如表23所示,溶出度的弯曲效应并不显著。用所有的数据(包括中心点)拟合模型。
library(FrF2)
study1<-FrF2(nruns=8,nfactors=3, ncenter=3,factor.names=list(A=c("-1","+1"),B=c("-1","+1"),C=c("-1","+1")), replications=1,randomize=FALSE)
study1
y1<-c(99.5,77.0,98.7,86.0,99.0,76.0,99.0,84.0,91.0,89.4,92.0)
y3<-c(4.1, 2.9, 4.0, 3.2, 5.0, 3.8, 5.1, 4.0, 4.0, 3.9, 4.1)
y5<-c(6.16,8.46,6.09,8.46,4.97,7.56,4.77,7.25,6.62,6.66,6.46)
y7<-c(9.1,8.3, 9.1, 8.6, 13.5,12.5,12.9,13.2,10.6,10.9,11.3)

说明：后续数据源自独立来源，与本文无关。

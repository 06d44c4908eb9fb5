use sea_orm_migration::prelude::*;

#[derive(DeriveMigrationName)]
pub struct Migration;

#[async_trait::async_trait]
impl MigrationTrait for Migration {
    async fn up(&self, manager: &SchemaManager) -> Result<(), DbErr> {
        manager
            .create_table(
                Table::create()
                    .table(Account::Table)
                    .if_not_exists()
                    .col(
                        ColumnDef::new(Account::Id)
                            .string()
                            .not_null()
                            .primary_key(),
                    )
                    .col(ColumnDef::new(Account::Name).string().not_null())
                    .col(ColumnDef::new(Account::Email).string().not_null())
                    .col(ColumnDef::new(Account::PasswordHash).string().null())
                    .col(ColumnDef::new(Account::ExternalId).string().null())
                    .col(ColumnDef::new(Account::Avatar).text().null())
                    .col(ColumnDef::new(Account::Provider).string().not_null())
                    .col(
                        ColumnDef::new(Account::CreatedAt)
                            .timestamp_with_time_zone()
                            .not_null(),
                    )
                    .col(
                        ColumnDef::new(Account::UpdatedAt)
                            .timestamp_with_time_zone()
                            .not_null(),
                    )
                    .to_owned(),
            )
            .await?;

        manager
            .create_index(
                Index::create()
                    .if_not_exists()
                    .name("uidx_accounts_email")
                    .table(Account::Table)
                    .col(Account::Email)
                    .unique()
                    .to_owned(),
            )
            .await?;

        manager
            .create_index(
                Index::create()
                    .if_not_exists()
                    .name("idx_accounts_external_id")
                    .table(Account::Table)
                    .col(Account::ExternalId)
                    .to_owned(),
            )
            .await?;

        manager
            .create_table(
                Table::create()
                    .table(Link::Table)
                    .if_not_exists()
                    .col(ColumnDef::new(Link::Id).string().not_null().primary_key())
                    .col(ColumnDef::new(Link::Alias).string().not_null())
                    .col(ColumnDef::new(Link::TargetUrl).text().not_null())
                    .col(
                        ColumnDef::new(Link::ClickCount)
                            .big_integer()
                            .not_null()
                            .default(0),
                    )
                    .col(ColumnDef::new(Link::OwnerId).string().null())
                    .col(ColumnDef::new(Link::QrCode).text().null())
                    .col(
                        ColumnDef::new(Link::QrGenerated)
                            .boolean()
                            .not_null()
                            .default(false),
                    )
                    .col(
                        ColumnDef::new(Link::ExpiresAt)
                            .timestamp_with_time_zone()
                            .null(),
                    )
                    .col(
                        ColumnDef::new(Link::ActiveFrom)
                            .timestamp_with_time_zone()
                            .not_null(),
                    )
                    .col(
                        ColumnDef::new(Link::IsExpired)
                            .boolean()
                            .not_null()
                            .default(false),
                    )
                    .col(ColumnDef::new(Link::PasswordHash).string().null())
                    .col(
                        ColumnDef::new(Link::IsPasswordProtected)
                            .boolean()
                            .not_null()
                            .default(false),
                    )
                    .col(
                        ColumnDef::new(Link::CreatedAt)
                            .timestamp_with_time_zone()
                            .not_null(),
                    )
                    .col(
                        ColumnDef::new(Link::UpdatedAt)
                            .timestamp_with_time_zone()
                            .not_null(),
                    )
                    .to_owned(),
            )
            .await?;

        // The unique index is the authoritative arbiter for alias collisions.
        manager
            .create_index(
                Index::create()
                    .if_not_exists()
                    .name("uidx_links_alias")
                    .table(Link::Table)
                    .col(Link::Alias)
                    .unique()
                    .to_owned(),
            )
            .await?;

        manager
            .create_index(
                Index::create()
                    .if_not_exists()
                    .name("idx_links_owner_id")
                    .table(Link::Table)
                    .col(Link::OwnerId)
                    .to_owned(),
            )
            .await?;

        manager
            .create_index(
                Index::create()
                    .if_not_exists()
                    .name("idx_links_expires_at")
                    .table(Link::Table)
                    .col(Link::ExpiresAt)
                    .to_owned(),
            )
            .await?;

        manager
            .create_table(
                Table::create()
                    .table(Visit::Table)
                    .if_not_exists()
                    .col(
                        ColumnDef::new(Visit::Id)
                            .big_integer()
                            .not_null()
                            .auto_increment()
                            .primary_key(),
                    )
                    .col(ColumnDef::new(Visit::LinkId).string().not_null())
                    .col(ColumnDef::new(Visit::Address).string().null())
                    .col(ColumnDef::new(Visit::Device).string().not_null())
                    .col(
                        ColumnDef::new(Visit::VisitedAt)
                            .timestamp_with_time_zone()
                            .not_null(),
                    )
                    .to_owned(),
            )
            .await?;

        Ok(())
    }

    async fn down(&self, manager: &SchemaManager) -> Result<(), DbErr> {
        manager
            .drop_table(Table::drop().table(Visit::Table).to_owned())
            .await?;

        manager
            .drop_index(Index::drop().name("idx_links_expires_at").to_owned())
            .await?;
        manager
            .drop_index(Index::drop().name("idx_links_owner_id").to_owned())
            .await?;
        manager
            .drop_index(Index::drop().name("uidx_links_alias").to_owned())
            .await?;
        manager
            .drop_table(Table::drop().table(Link::Table).to_owned())
            .await?;

        manager
            .drop_index(Index::drop().name("idx_accounts_external_id").to_owned())
            .await?;
        manager
            .drop_index(Index::drop().name("uidx_accounts_email").to_owned())
            .await?;
        manager
            .drop_table(Table::drop().table(Account::Table).to_owned())
            .await
    }
}

#[derive(DeriveIden)]
enum Account {
    #[sea_orm(iden = "accounts")]
    Table,
    Id,
    Name,
    Email,
    PasswordHash,
    ExternalId,
    Avatar,
    Provider,
    CreatedAt,
    UpdatedAt,
}

#[derive(DeriveIden)]
enum Link {
    #[sea_orm(iden = "links")]
    Table,
    Id,
    Alias,
    TargetUrl,
    ClickCount,
    OwnerId,
    QrCode,
    QrGenerated,
    ExpiresAt,
    ActiveFrom,
    IsExpired,
    PasswordHash,
    IsPasswordProtected,
    CreatedAt,
    UpdatedAt,
}

#[derive(DeriveIden)]
enum Visit {
    #[sea_orm(iden = "visits")]
    Table,
    Id,
    LinkId,
    Address,
    Device,
    VisitedAt,
}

study1 <- add.response( study1, y1)
study1 <- add.response( study1, y3)
study1 <- add.response( study1, y5)
study1 <- add.response( study1, y7)
mod1 <- lm( y1 ~A*B, data = study1)
anova(mod1)
> anova(mod1)
Analysis of Variance Table
Response: y1
Df Sum Sq Mean Sq F value Pr(>F)
A 1 669.78 669.78 595.188 4.951e-08 ***
B 1 32.81 32.81 29.152 0.0010093 **
A:B 1 39.60 39.60 35.194 0.0005802 ***
Residuals 7 7.88 1.13
---
Signif. codes: 0 ‘***’ 0.001 ‘**’ 0.01 ‘*’ 0.05 ‘.’ 0.1 ‘ ’ 1
将Residuals分解为纯误差、Lack of Fit:
SS Pure Error=((91.0)^2+(92.0)^2+(89.4)^2-(91.0+92.0+89.4)^2/3)=3.44
纯误差的自由度为3-1=2
MS Pure Error =3.44/2=1.72
SS Lack of fit=7.88-3.44=4.44
Lack of fit的自由度为7-2=5
MS lack of fit= SS Lack of fit/5=0.888
F lack of fit=MS lack of fit/MS Pure Error=0.516
Pr(>F) lack of fit=1-pf(0.516,5,2)=0.7618
library(daewr)
fullnormal(coef(mod1)[-1], alpha=.025)
effects <-coef(mod1)
effects <-effects[2:4]
effects <-effects[ !is.na(effects) ]
library(daewr)
halfnorm(effects, names(effects), alpha=.25)
library(BsMD)
LenthPlot(mod1, main = "Lenth Plot of Effects")
A.num <-study1$A
levels(A.num) <- c(10,30)
B.num <- study1$B
levels(B.num) <- c(1,5)
A.num <- as.numeric(as.character(A.num))
B.num <- as.numeric(as.character(B.num))
mod1 <- lm( y1 ~A.num*B.num, data = study1)
library(rsm)
contour(mod1, ~ A.num+B.num)
persp(mod1, ~ A.num+B.num, zlab="y1", contours=list(z="bottom"))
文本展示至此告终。